Here’s how it works. First, you’ll need to join the club. That costs a paltry $10 (less than that mediocre fast-food burger you had for lunch yesterday). You can join the club either at one of the participating parks or online (via the link that you’ll find on the Canyon Climbers Club webpage at gastateparks.org/CanyonClimbersClub).

Once you have your card in hand, the fun begins! Your mission: complete the specified hike in each of the four parks, getting your card punched each one as you do, and then redeem the punched card for a t-shirt – not to mention bragging rights too!

Three of the Canyon Climbers Club sites (Cloudland Canyon, Amicalola Falls, and Tallulah Gorge) are in the northern part of the state. The fourth, Providence Canyon, is in southwest Georgia near the town of Lumpkin.

Here’s a look at the hikes you must complete to earn the coveted shirt:

Cloudland Canyon/Rising Fawn

Way up in extreme northwestern Georgia, right on the edge of Lookout Mountain, is Cloudland Canyon State Park. The centerpiece of the park is a sure-enough canyon with more than six miles of great hiking trails. One of them, the one-mile-long Waterfalls Trail, features a 600-step staircase. You read right – 600 steps each way. It lets you check out the park’s two waterfalls and takes you through some spectacularly beautiful scenery. To get your card punched, you have to hike down the Waterfalls Trail (and back up again, of course). But you’ll be a better person when you’ve done it…and you’ll also have the first punch on your card.

Tallulah Gorge/Tallulah Falls

Cloudland Canyon is not the only canyon in the northern part of the state. Another is Tallulah Gorge up in the northeastern corner of the state. This 1,000-foot-deep gorge was much in the news when Karl Wallenda crossed it on a wire in 1970, but its scenic beauty has been known for much longer than that. You won’t have to cross a high wire to get your Canyon Climbers Card punched, but you may want to cross the canyon on the swaying suspension bridge that awaits you at the bottom of a 300-plus-step stairway leading down from the rim. To be precise, it’s 310 steps from the north rim and 340 steps from the south rim. To get your card punched, you’ll need to make the trip down from the north rim’s Overlook 2. That’s only 620 steps. Piece of cake!

Amicalola Falls/Dawsonville

The trail you’ll hike at Amicalola Falls isn’t a canyon trail, per se, but it does ask you to do a little climbing. How much is “a little”? With a height of 729 feet, Amicalola Falls is the tallest waterfall east of the Mississippi River. The paved, one-mile-long Base of Falls Trail starts at the bottom of the falls and follows the water up the mountain.
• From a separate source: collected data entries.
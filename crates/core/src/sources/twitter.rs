use super::{MediaSource, http_client, non_empty};
use crate::media::{MediaKind, MediaRequest, MediaResult};
use anyhow::{Context, Result};
use async_trait::async_trait;
use serde::Deserialize;
use std::{collections::HashMap, time::Duration};

const SEARCH_URL: &str = "https://api.twitter.com/2/tweets/search/recent";
const MAX_RESULTS: &str = "10";

/// Recent short-post search.
pub struct TwitterSource {
    bearer_token: Option<String>,
    http: reqwest::Client,
}

impl TwitterSource {
    pub fn new(bearer_token: Option<String>, timeout: Duration) -> Result<Self> {
        Ok(Self {
            bearer_token: non_empty(bearer_token),
            http: http_client(timeout, None)?,
        })
    }
}

#[async_trait]
impl MediaSource for TwitterSource {
    fn kind(&self) -> MediaKind {
        MediaKind::Tweet
    }

    fn available(&self) -> bool {
        self.bearer_token.is_some()
    }

    async fn fetch(&self, request: &MediaRequest) -> Result<Option<MediaResult>> {
        let Some(token) = self.bearer_token.as_deref() else {
            return Ok(None);
        };
        let query = format!(
            "{} (science OR research OR study) -is:retweet lang:en",
            request.query
        );
        let response: SearchResponse = self
            .http
            .get(SEARCH_URL)
            .query(&[
                ("query", query.as_str()),
                ("max_results", MAX_RESULTS),
                ("tweet.fields", "author_id,created_at,public_metrics,text"),
                ("expansions", "author_id"),
                ("user.fields", "name,username"),
            ])
            .bearer_auth(token)
            .send()
            .await
            .context("Twitter search request failed")?
            .error_for_status()?
            .json()
            .await
            .context("failed to parse Twitter search response")?;
        Ok(first_tweet(response))
    }
}

#[derive(Debug, Deserialize)]
struct SearchResponse {
    #[serde(default)]
    data: Vec<Tweet>,
    #[serde(default)]
    includes: Includes,
}

#[derive(Debug, Deserialize)]
struct Tweet {
    id: String,
    author_id: Option<String>,
    #[serde(default)]
    text: String,
    #[serde(default)]
    public_metrics: Metrics,
}

#[derive(Debug, Default, Deserialize)]
struct Metrics {
    #[serde(default)]
    like_count: u64,
    #[serde(default)]
    retweet_count: u64,
}

#[derive(Debug, Default, Deserialize)]
struct Includes {
    #[serde(default)]
    users: Vec<User>,
}

#[derive(Debug, Deserialize)]
struct User {
    id: String,
    #[serde(default)]
    name: String,
    username: Option<String>,
}

fn first_tweet(response: SearchResponse) -> Option<MediaResult> {
    let users: HashMap<&str, &User> = response
        .includes
        .users
        .iter()
        .map(|u| (u.id.as_str(), u))
        .collect();
    let tweet = response.data.first()?;
    let author = tweet.author_id.as_deref().and_then(|id| users.get(id));
    let username = author
        .and_then(|u| u.username.as_deref())
        .unwrap_or("unknown");
    let name = author.map(|u| u.name.as_str()).unwrap_or_default();
    Some(
        MediaResult::new(
            format!("https://twitter.com/{username}/status/{}", tweet.id),
            "Twitter/X",
            format!("@{username} ({name})"),
        )
        .with_extra("text", tweet.text.clone())
        .with_extra("likes", tweet.public_metrics.like_count)
        .with_extra("retweets", tweet.public_metrics.retweet_count),
    )
}

#[cfg(test)]
mod tests {
    use super::*;
    use serde_json::json;

    #[test]
    fn test_first_tweet_with_author() {
        let response: SearchResponse = serde_json::from_value(json!({
            "data": [
                {"id": "177", "author_id": "9", "text": "New CRISPR base editors!", "public_metrics": {"like_count": 52, "retweet_count": 7}},
                {"id": "178", "author_id": "9", "text": "second"}
            ],
            "includes": {"users": [{"id": "9", "name": "Jane Lab", "username": "janelab"}]}
        }))
        .unwrap();
        let result = first_tweet(response).unwrap();
        assert_eq!(result.url, "https://twitter.com/janelab/status/177");
        assert_eq!(result.source, "Twitter/X");
        assert_eq!(result.attribution, "@janelab (Jane Lab)");
        assert_eq!(result.extras["text"], "New CRISPR base editors!");
        assert_eq!(result.extras["likes"], 52);
        assert_eq!(result.extras["retweets"], 7);
    }

    #[test]
    fn test_unknown_author_and_empty_results() {
        let response: SearchResponse =
            serde_json::from_value(json!({"data": [{"id": "5", "text": "hi"}]})).unwrap();
        let result = first_tweet(response).unwrap();
        assert_eq!(result.url, "https://twitter.com/unknown/status/5");
        assert_eq!(result.attribution, "@unknown ()");

        let empty: SearchResponse = serde_json::from_value(json!({"meta": {"result_count": 0}})).unwrap();
        assert!(first_tweet(empty).is_none());
    }
}
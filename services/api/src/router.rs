//! Axum Router Configuration
//!
//! This module defines the HTTP routing for the feed API and its OpenAPI
//! documentation.

use crate::{
    handlers,
    models::{
        ErrorResponse, GeneratePayload, GenerateResponse, HealthResponse, InitialPayload,
        InitialResponse,
    },
    state::AppState,
};

use axum::{
    Router,
    routing::{get, post},
};
use std::sync::Arc;
use utoipa::OpenApi;
use utoipa_swagger_ui::SwaggerUi;

#[derive(OpenApi)]
#[openapi(
    paths(
        handlers::health,
        handlers::initial,
        handlers::generate,
    ),
    components(
        schemas(InitialPayload, InitialResponse, GeneratePayload, GenerateResponse, HealthResponse, ErrorResponse)
    ),
    tags(
        (name = "SciScroll API", description = "Adaptive infinite-scroll exploration of science topics")
    )
)]
pub struct ApiDoc;

/// Creates the main Axum router for the application.
pub fn create_router(app_state: Arc<AppState>) -> Router {
    let api_router = Router::new()
        .route("/api/health", get(handlers::health))
        .route("/api/initial", post(handlers::initial))
        .route("/api/generate", post(handlers::generate))
        .with_state(app_state);

    Router::new()
        .merge(SwaggerUi::new("/swagger-ui").url("/api-docs/openapi.json", ApiDoc::openapi()))
        .merge(api_router)
}

#[cfg(test)]
mod tests {
    use super::*;

    #[test]
    fn test_openapi_lists_feed_endpoints() {
        let doc = ApiDoc::openapi();
        for path in ["/api/health", "/api/initial", "/api/generate"] {
            assert!(doc.paths.paths.contains_key(path), "missing {path}");
        }
    }
}
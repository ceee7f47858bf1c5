//! Response Assembly
//!
//! Turns a [`ContentPlan`] into ordered content blocks and a clean list of
//! next-node suggestions. Media lookups for all groups run concurrently; block
//! order always follows group order.

use crate::{
    dispatcher::MediaDispatcher,
    media::{MediaKind, MediaResult, MediaRole, TextRole},
    orchestration::{ContentPlan, NodeCandidate},
    slug::{MAX_SLUG_LEN, label_from_slug, slugify},
};
use futures::future::join_all;
use serde::{Serialize, Serializer, ser::SerializeStruct};
use std::collections::HashSet;
use tracing::{debug, info};
use uuid::Uuid;

/// Process-local short identifier: `prefix-` followed by 8 random hex digits.
pub fn short_id(prefix: &str) -> String {
    let hex = Uuid::new_v4().simple().to_string();
    format!("{prefix}-{}", &hex[..8])
}

/// One rendered unit of the feed.
#[derive(Debug, Clone, PartialEq)]
pub enum ContentBlock {
    Text {
        id: String,
        group_id: String,
        role: TextRole,
        content: String,
    },
    Media {
        id: String,
        group_id: String,
        role: MediaRole,
        kind: MediaKind,
        /// Short label describing the item.
        content: String,
        media: MediaResult,
    },
}

impl ContentBlock {
    pub fn id(&self) -> &str {
        match self {
            ContentBlock::Text { id, .. } | ContentBlock::Media { id, .. } => id,
        }
    }

    pub fn group_id(&self) -> &str {
        match self {
            ContentBlock::Text { group_id, .. } | ContentBlock::Media { group_id, .. } => group_id,
        }
    }

    /// Wire type: `text` or the media kind.
    pub fn block_type(&self) -> &'static str {
        match self {
            ContentBlock::Text { .. } => "text",
            ContentBlock::Media { kind, .. } => kind.as_str(),
        }
    }

    pub fn role(&self) -> &'static str {
        match self {
            ContentBlock::Text { role, .. } => role.as_str(),
            ContentBlock::Media { role, .. } => role.as_str(),
        }
    }

    pub fn content(&self) -> &str {
        match self {
            ContentBlock::Text { content, .. } | ContentBlock::Media { content, .. } => content,
        }
    }

    pub fn media(&self) -> Option<&MediaResult> {
        match self {
            ContentBlock::Text { .. } => None,
            ContentBlock::Media { media, .. } => Some(media),
        }
    }
}

/// Serialises to the flat shape the feed frontend renders:
/// `{id, type, content, group_id, group_role, media?}`.
impl Serialize for ContentBlock {
    fn serialize<S: Serializer>(&self, serializer: S) -> Result<S::Ok, S::Error> {
        let media = self.media();
        let mut state =
            serializer.serialize_struct("ContentBlock", if media.is_some() { 6 } else { 5 })?;
        state.serialize_field("id", self.id())?;
        state.serialize_field("type", self.block_type())?;
        state.serialize_field("content", self.content())?;
        state.serialize_field("group_id", self.group_id())?;
        state.serialize_field("group_role", self.role())?;
        if let Some(media) = media {
            state.serialize_field("media", media)?;
        }
        state.end()
    }
}

/// A suggested follow-up topic.
#[derive(Debug, Clone, PartialEq, Eq, Serialize)]
pub struct NodeSuggestion {
    pub id: String,
    pub label: String,
    pub description: String,
}

impl NodeSuggestion {
    /// Builds a node whose id is the slug of its label.
    pub fn from_label(label: &str, description: impl Into<String>) -> Self {
        Self {
            id: slugify(label),
            label: label.to_string(),
            description: description.into(),
        }
    }
}

#[derive(Debug, Clone, PartialEq, Eq, Serialize)]
pub struct Edge {
    pub source: String,
    pub target: String,
}

/// Exploration graph returned at session start. Nodes are unique by id and
/// nothing is ever removed.
#[derive(Debug, Clone, PartialEq, Eq, Serialize)]
pub struct Graph {
    pub nodes: Vec<NodeSuggestion>,
    pub edges: Vec<Edge>,
}

impl Graph {
    pub fn seeded(root: NodeSuggestion) -> Self {
        Self {
            nodes: vec![root],
            edges: Vec::new(),
        }
    }

    pub fn contains(&self, id: &str) -> bool {
        self.nodes.iter().any(|n| n.id == id)
    }

    /// Adds a node unless one with the same id exists. Returns whether it was added.
    pub fn add_node(&mut self, node: NodeSuggestion) -> bool {
        if self.contains(&node.id) {
            return false;
        }
        self.nodes.push(node);
        true
    }

    pub fn add_edge(&mut self, source: &str, target: &str) {
        self.edges.push(Edge {
            source: source.to_string(),
            target: target.to_string(),
        });
    }

    /// Graph for a new session: the topic as root, one edge per suggestion.
    pub fn for_topic(topic_label: &str, next_nodes: &[NodeSuggestion]) -> Self {
        let root = NodeSuggestion::from_label(topic_label, format!("Exploring {topic_label}"));
        let root_id = root.id.clone();
        let mut graph = Self::seeded(root);
        for node in next_nodes.iter().filter(|n| n.id != root_id) {
            if graph.add_node(node.clone()) {
                graph.add_edge(&root_id, &node.id);
            }
        }
        graph
    }
}

/// Output of [`assemble`].
#[derive(Debug, Clone, PartialEq)]
pub struct Assembled {
    pub blocks: Vec<ContentBlock>,
    pub next_nodes: Vec<NodeSuggestion>,
}

/// Resolves the plan's media and builds blocks and next nodes.
pub async fn assemble(
    plan: ContentPlan,
    topic_label: &str,
    visited_node_ids: &[String],
    dispatcher: &MediaDispatcher,
) -> Assembled {
    let lookups = plan.groups.iter().map(|group| async move {
        match &group.media_request {
            Some(request) => dispatcher.resolve(request, topic_label).await,
            None => None,
        }
    });
    let resolved = join_all(lookups).await;

    let mut blocks = Vec::with_capacity(plan.groups.len() * 2);
    for (group, media) in plan.groups.into_iter().zip(resolved) {
        let group_id = short_id("grp");
        if let Some(text) = group.text.filter(|t| !t.trim().is_empty()) {
            blocks.push(ContentBlock::Text {
                id: short_id("text"),
                group_id: group_id.clone(),
                role: group.text_role.unwrap_or_default(),
                content: text,
            });
        }
        if let (Some(request), Some(media)) = (group.media_request, media) {
            blocks.push(ContentBlock::Media {
                id: short_id(request.kind.as_str()),
                group_id,
                role: group.media_role.unwrap_or_default(),
                kind: request.kind,
                content: format!("{topic_label}: {} content", request.kind),
                media,
            });
        }
    }

    let next_nodes = next_nodes(plan.next_nodes, topic_label, visited_node_ids);
    info!(
        topic = %topic_label,
        blocks = blocks.len(),
        next_nodes = next_nodes.len(),
        "Assembled feed content"
    );
    Assembled { blocks, next_nodes }
}

/// Normalises candidates into suggestions: slug ids, no visited ids, no
/// duplicates. Never returns an empty list.
pub fn next_nodes(
    candidates: Vec<NodeCandidate>,
    topic_label: &str,
    visited_node_ids: &[String],
) -> Vec<NodeSuggestion> {
    let visited: HashSet<&str> = visited_node_ids.iter().map(String::as_str).collect();
    let mut seen = HashSet::new();
    let mut nodes = Vec::new();

    for candidate in candidates {
        let Some(node) = suggestion_from(candidate) else {
            continue;
        };
        if visited.contains(node.id.as_str()) || !seen.insert(node.id.clone()) {
            debug!(id = %node.id, "Dropping visited or duplicate next node");
            continue;
        }
        nodes.push(node);
    }

    if nodes.is_empty() {
        debug!(topic = %topic_label, "No usable next nodes; using fallbacks");
        return fallback_nodes(topic_label)
            .into_iter()
            .map(|node| unvisited(node, &visited))
            .collect();
    }
    nodes
}

fn suggestion_from(candidate: NodeCandidate) -> Option<NodeSuggestion> {
    let description = candidate.description.unwrap_or_default();
    if let Some(label) = candidate.label {
        let id = slugify(&label);
        if !id.is_empty() {
            return Some(NodeSuggestion {
                id,
                label,
                description,
            });
        }
    }
    // Labels without slug characters fall back to the raw id.
    let id = candidate
        .id
        .as_deref()
        .map(slugify)
        .filter(|slug| !slug.is_empty())?;
    Some(NodeSuggestion {
        label: label_from_slug(&id),
        id,
        description,
    })
}

/// Numbers a fallback node (`-2`, `-3`, ...) until its id is not visited.
fn unvisited(node: NodeSuggestion, visited: &HashSet<&str>) -> NodeSuggestion {
    if !visited.contains(node.id.as_str()) {
        return node;
    }
    let mut n = 1usize;
    loop {
        n += 1;
        let suffix = format!("-{n}");
        let room = MAX_SLUG_LEN.saturating_sub(suffix.len());
        let base: String = node.id.chars().take(room).collect();
        let id = format!("{}{suffix}", base.trim_end_matches('-'));
        if !visited.contains(id.as_str()) {
            return NodeSuggestion {
                id,
                label: format!("{} {n}", node.label),
                description: node.description,
            };
        }
    }
}

/// The two generic suggestions used when nothing else is left.
pub fn fallback_nodes(topic_label: &str) -> Vec<NodeSuggestion> {
    vec![
        NodeSuggestion::from_label(
            &format!("{topic_label} Deep Dive"),
            format!("Explore {topic_label} in greater detail"),
        ),
        NodeSuggestion::from_label(
            &format!("Beyond {topic_label}"),
            format!("Topics related to {topic_label}"),
        ),
    ]
}
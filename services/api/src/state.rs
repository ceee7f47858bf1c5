//! Shared Application State
//!
//! This module defines the `AppState` struct and builds the feed pipeline from
//! the loaded configuration.

use crate::config::{Config, Provider};
use anyhow::Context;
use sciscroll_core::{
    ExplorationFeed,
    dispatcher::MediaDispatcher,
    llm_client::{AnthropicOrchestrator, OpenAICompatibleOrchestrator, Orchestrator},
    sources,
};
use std::sync::Arc;
use tracing::{info, warn};

/// The shared application state, created once at startup and passed to all handlers.
#[derive(Clone)]
pub struct AppState {
    pub feed: Arc<ExplorationFeed>,
}

/// Builds the orchestrator for the configured provider. A missing key yields
/// an orchestrator that reports itself unavailable.
pub fn build_orchestrator(config: &Config) -> anyhow::Result<Arc<dyn Orchestrator>> {
    let api_key = config.orchestrator_api_key();
    if api_key.is_none() {
        warn!(provider = ?config.provider, "No orchestrator API key configured; content endpoints will answer 503");
    }
    let settings = config.orchestrator_settings();
    let orchestrator: Arc<dyn Orchestrator> = match config.provider {
        Provider::Anthropic => Arc::new(
            AnthropicOrchestrator::new(api_key, settings)
                .context("Failed to create Anthropic orchestrator")?,
        ),
        Provider::OpenAI => Arc::new(
            OpenAICompatibleOrchestrator::new(api_key, &config.openai_api_base, settings)
                .context("Failed to create OpenAI-compatible orchestrator")?,
        ),
    };
    Ok(orchestrator)
}

/// Builds the exploration feed with every media source.
pub fn build_feed(config: &Config) -> anyhow::Result<ExplorationFeed> {
    let orchestrator = build_orchestrator(config)?;
    let sources = sources::build_all(&config.source_settings())
        .context("Failed to create media sources")?;
    let feed = ExplorationFeed::new(orchestrator, MediaDispatcher::new(sources));
    info!(availability = ?feed.availability(), "Exploration feed ready");
    Ok(feed)
}

impl AppState {
    pub fn from_config(config: &Config) -> anyhow::Result<Self> {
        Ok(Self {
            feed: Arc::new(build_feed(config)?),
        })
    }
}

#[cfg(test)]
mod tests {
    use super::*;
    use std::time::Duration;

    fn config(provider: Provider, key: Option<&str>) -> Config {
        Config {
            bind_address: "127.0.0.1:0".parse().unwrap(),
            provider,
            anthropic_api_key: key.map(str::to_string),
            openai_api_key: key.map(str::to_string),
            openai_api_base: "http://localhost:11434/v1".to_string(),
            orchestrator_model: "test-model".to_string(),
            orchestrator_max_tokens: 256,
            orchestrator_timeout: Duration::from_secs(1),
            media_timeout: Duration::from_secs(1),
            unsplash_access_key: None,
            reddit_client_id: None,
            reddit_client_secret: None,
            reddit_user_agent: "SciScroll/1.0".to_string(),
            twitter_bearer_token: None,
            imgflip_username: None,
            imgflip_password: None,
            log_level: tracing::Level::INFO,
        }
    }

    #[test]
    fn test_state_without_orchestrator_key() {
        let state = AppState::from_config(&config(Provider::Anthropic, None)).unwrap();
        let availability = state.feed.availability();
        assert!(!availability["orchestrator"]);
        assert!(availability["wikipedia"]);
        assert!(!availability["reddit"]);
    }

    #[test]
    fn test_orchestrator_follows_provider() {
        for provider in [Provider::Anthropic, Provider::OpenAI] {
            assert!(build_orchestrator(&config(provider, Some("key"))).unwrap().available());
            assert!(!build_orchestrator(&config(provider, None)).unwrap().available());
        }
    }
}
Along the way you’ll find lots of great vantage points. You’ll also find lots of steps – 604 steps each way, to be precise) – which you must climb to get to the top and get your card punched. But don’t despair. There are benches along the way where you can stop and rest. I didn’t say it would be easy. After all, you’ve got to earn that t-shirt!

Providence Canyon/Lumpkin

To complete the challenge, you’ll need to head south to Lumpkin, Ga., and Providence Canyon State Park. This canyon is actually an epic erosion scar, created as a result of poor erosion control practices while farming here during the 1800s. But scar or not, it’s spectacularly beautiful, exposing layers of multi-colored dirt that must be seen to be believed. The canyon floor is wet, too, so this canyon really is a work in progress. To get your final card punch, you’ll need to do a mile and a half of hiking, following the park’s loop trail (with a side trip into one of the most scenic parts of the park, Canyon 5). That’s about 2,500 steps worth of walking. Note that you’ll need to get your card punched at nearby Florence Marina State Park, just a few miles away, since the Providence Canyon visitor center is now closed.

Georgia’s state parks have several programs like this one, and I’m glad to see them too. We shouldn’t need an excuse to get out-of-doors, but sometimes all of us (even Yours Truly) need that extra little nudge. The Canyon Climbers Club nudges just the right amount.

These fall days are the perfect time to get started. I’m going to do it, and I hope you will too. I’ll keep you posted on how it goes.